[[ Records supplied, beginning ]]

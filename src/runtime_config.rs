// =============================================================================
// Runtime Configuration — scanner settings with atomic save
// =============================================================================
//
// Every tunable the scanner reads lives here: what to scan (symbols,
// timeframes, lookback), how to compute it (indicator windows), how to judge
// it (RSI thresholds) and how to run (concurrency, timeouts, API bind).
//
// All fields carry `#[serde(default)]` so that a partial JSON file loads, and
// so that adding new fields never breaks an older config file.
// =============================================================================

use std::path::Path;

use anyhow::{bail, Context, Result};
use serde::{Deserialize, Serialize};
use tracing::info;

use crate::indicators::IndicatorParams;
use crate::signals::SignalThresholds;

// =============================================================================
// Default-value helpers (required by serde `default = "..."` attribute)
// =============================================================================

fn default_true() -> bool {
    true
}

fn default_symbols() -> Vec<String> {
    vec![
        "TSLA".to_string(),
        "AAPL".to_string(),
        "ETH-USD".to_string(),
        "BTC-USD".to_string(),
        "SOL-USD".to_string(),
    ]
}

fn default_range() -> String {
    "60d".to_string()
}

fn default_timeframes() -> Vec<TimeframeSpec> {
    vec![
        TimeframeSpec::new("1d", "1d", "2y"),
        TimeframeSpec::new("4h", "60m", "60d"),
        TimeframeSpec::new("1h", "60m", "60d"),
        TimeframeSpec::new("30m", "30m", "60d"),
        TimeframeSpec::new("5m", "5m", "60d"),
    ]
}

fn default_lookback() -> usize {
    200
}

fn default_trade_idea_band_pct() -> f64 {
    3.0
}

fn default_max_concurrent_fetches() -> usize {
    4
}

fn default_request_timeout_secs() -> u64 {
    10
}

fn default_scan_interval_secs() -> u64 {
    300
}

fn default_bind_addr() -> String {
    "127.0.0.1:3001".to_string()
}

fn default_yahoo_base_url() -> String {
    "https://query1.finance.yahoo.com".to_string()
}

fn default_binance_base_url() -> String {
    "https://api.binance.com".to_string()
}

// =============================================================================
// Building blocks
// =============================================================================

/// Where bars are fetched from.
#[derive(Debug, Clone, Copy, Default, PartialEq, Eq, Serialize, Deserialize)]
#[serde(rename_all = "lowercase")]
pub enum DataSource {
    #[default]
    Yahoo,
    Binance,
}

impl std::fmt::Display for DataSource {
    fn fmt(&self, f: &mut std::fmt::Formatter<'_>) -> std::fmt::Result {
        match self {
            Self::Yahoo => write!(f, "yahoo"),
            Self::Binance => write!(f, "binance"),
        }
    }
}

impl std::str::FromStr for DataSource {
    type Err = anyhow::Error;

    fn from_str(s: &str) -> Result<Self> {
        match s.trim().to_lowercase().as_str() {
            "yahoo" => Ok(Self::Yahoo),
            "binance" => Ok(Self::Binance),
            other => bail!("unknown data source {other:?} (expected yahoo or binance)"),
        }
    }
}

/// A named timeframe and the source interval used to fetch it.
///
/// `name` is what the display shows; `interval` is sent to the source.  The
/// two differ when a source lacks the interval (Yahoo has no 4h bars, so the
/// default "4h" row is fetched as 60m).
#[derive(Debug, Clone, PartialEq, Eq, Serialize, Deserialize)]
pub struct TimeframeSpec {
    pub name: String,
    pub interval: String,
    /// History window requested from Yahoo (ignored by Binance).
    #[serde(default = "default_range")]
    pub range: String,
}

impl TimeframeSpec {
    pub fn new(name: &str, interval: &str, range: &str) -> Self {
        Self {
            name: name.to_string(),
            interval: interval.to_string(),
            range: range.to_string(),
        }
    }
}

// =============================================================================
// ScannerConfig
// =============================================================================

/// Top-level configuration for the scanner.
#[derive(Debug, Clone, PartialEq, Serialize, Deserialize)]
pub struct ScannerConfig {
    // --- What to scan --------------------------------------------------------

    #[serde(default = "default_symbols")]
    pub symbols: Vec<String>,

    #[serde(default)]
    pub source: DataSource,

    /// Timeframes in display order.
    #[serde(default = "default_timeframes")]
    pub timeframes: Vec<TimeframeSpec>,

    /// Maximum bars kept per series.
    #[serde(default = "default_lookback")]
    pub lookback: usize,

    // --- Indicator and signal parameters ------------------------------------

    #[serde(default)]
    pub indicators: IndicatorParams,

    #[serde(default)]
    pub thresholds: SignalThresholds,

    /// Open → close move (percent) beyond which the latest bar suggests
    /// Buy (below −band) or Wait (above +band).
    #[serde(default = "default_trade_idea_band_pct")]
    pub trade_idea_band_pct: f64,

    // --- Runtime -------------------------------------------------------------

    /// Pairs fetched and evaluated at the same time.
    #[serde(default = "default_max_concurrent_fetches")]
    pub max_concurrent_fetches: usize,

    #[serde(default = "default_request_timeout_secs")]
    pub request_timeout_secs: u64,

    /// Seconds between scan passes; 0 runs a single pass and exits.
    #[serde(default = "default_scan_interval_secs")]
    pub scan_interval_secs: u64,

    #[serde(default = "default_true")]
    pub api_enabled: bool,

    #[serde(default = "default_bind_addr")]
    pub bind_addr: String,

    #[serde(default = "default_yahoo_base_url")]
    pub yahoo_base_url: String,

    #[serde(default = "default_binance_base_url")]
    pub binance_base_url: String,
}

impl Default for ScannerConfig {
    fn default() -> Self {
        Self {
            symbols: default_symbols(),
            source: DataSource::default(),
            timeframes: default_timeframes(),
            lookback: default_lookback(),
            indicators: IndicatorParams::default(),
            thresholds: SignalThresholds::default(),
            trade_idea_band_pct: default_trade_idea_band_pct(),
            max_concurrent_fetches: default_max_concurrent_fetches(),
            request_timeout_secs: default_request_timeout_secs(),
            scan_interval_secs: default_scan_interval_secs(),
            api_enabled: true,
            bind_addr: default_bind_addr(),
            yahoo_base_url: default_yahoo_base_url(),
            binance_base_url: default_binance_base_url(),
        }
    }
}

impl ScannerConfig {
    /// Load configuration from a JSON file at `path`.
    ///
    /// If the file does not exist, returns an error so the caller can fall
    /// back to defaults with a warning.
    pub fn load(path: impl AsRef<Path>) -> Result<Self> {
        let path = path.as_ref();

        let content = std::fs::read_to_string(path)
            .with_context(|| format!("failed to read scanner config from {}", path.display()))?;

        let config: Self = serde_json::from_str(&content)
            .with_context(|| format!("failed to parse scanner config from {}", path.display()))?;

        info!(
            path = %path.display(),
            symbols = ?config.symbols,
            source = %config.source,
            "scanner config loaded"
        );

        Ok(config)
    }

    /// Persist the configuration to `path` using an atomic write
    /// (write to `.tmp`, then rename).
    pub fn save(&self, path: impl AsRef<Path>) -> Result<()> {
        let path = path.as_ref();

        let content = serde_json::to_string_pretty(self)
            .context("failed to serialise scanner config to JSON")?;

        let tmp_path = path.with_extension("json.tmp");

        std::fs::write(&tmp_path, &content)
            .with_context(|| format!("failed to write tmp config to {}", tmp_path.display()))?;

        std::fs::rename(&tmp_path, path)
            .with_context(|| format!("failed to rename tmp config to {}", path.display()))?;

        info!(path = %path.display(), "scanner config saved (atomic)");
        Ok(())
    }

    /// Apply `MARKET_EDGE_*` environment overrides.
    pub fn apply_env_overrides(&mut self) -> Result<()> {
        if let Ok(syms) = std::env::var("MARKET_EDGE_SYMBOLS") {
            self.symbols = parse_symbol_list(&syms);
        }
        if let Ok(source) = std::env::var("MARKET_EDGE_SOURCE") {
            self.source = source.parse()?;
        }
        if let Ok(addr) = std::env::var("MARKET_EDGE_BIND_ADDR") {
            self.bind_addr = addr;
        }
        Ok(())
    }

    /// Reject settings the scanner cannot run with.
    pub fn validate(&self) -> Result<()> {
        if self.symbols.is_empty() {
            bail!("no symbols configured");
        }
        if self.timeframes.is_empty() {
            bail!("no timeframes configured");
        }
        if let Some(tf) = self
            .timeframes
            .iter()
            .find(|tf| tf.name.trim().is_empty() || tf.interval.trim().is_empty())
        {
            bail!("timeframe entries need a name and an interval: {tf:?}");
        }
        if self.lookback == 0 {
            bail!("lookback must be positive");
        }
        if self.max_concurrent_fetches == 0 {
            bail!("max_concurrent_fetches must be positive");
        }
        if self.thresholds.rsi_oversold >= self.thresholds.rsi_overbought {
            bail!(
                "rsi_oversold ({}) must be below rsi_overbought ({})",
                self.thresholds.rsi_oversold,
                self.thresholds.rsi_overbought
            );
        }
        if !self.trade_idea_band_pct.is_finite() || self.trade_idea_band_pct < 0.0 {
            bail!(
                "trade_idea_band_pct must be a non-negative number, got {}",
                self.trade_idea_band_pct
            );
        }
        self.indicators.validate()
    }
}

/// Split a comma-separated symbol list, trimming and upper-casing entries.
pub fn parse_symbol_list(raw: &str) -> Vec<String> {
    raw.split(',')
        .map(|s| s.trim().to_uppercase())
        .filter(|s| !s.is_empty())
        .collect()
}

[[ Records supplied, end ]]

**Task prompt**
Scan the data for the word "https" and copy every line where it shows up.

**Task answer**
    "https://query1.finance.yahoo.com".to_string()
    "https://api.binance.com".to_string()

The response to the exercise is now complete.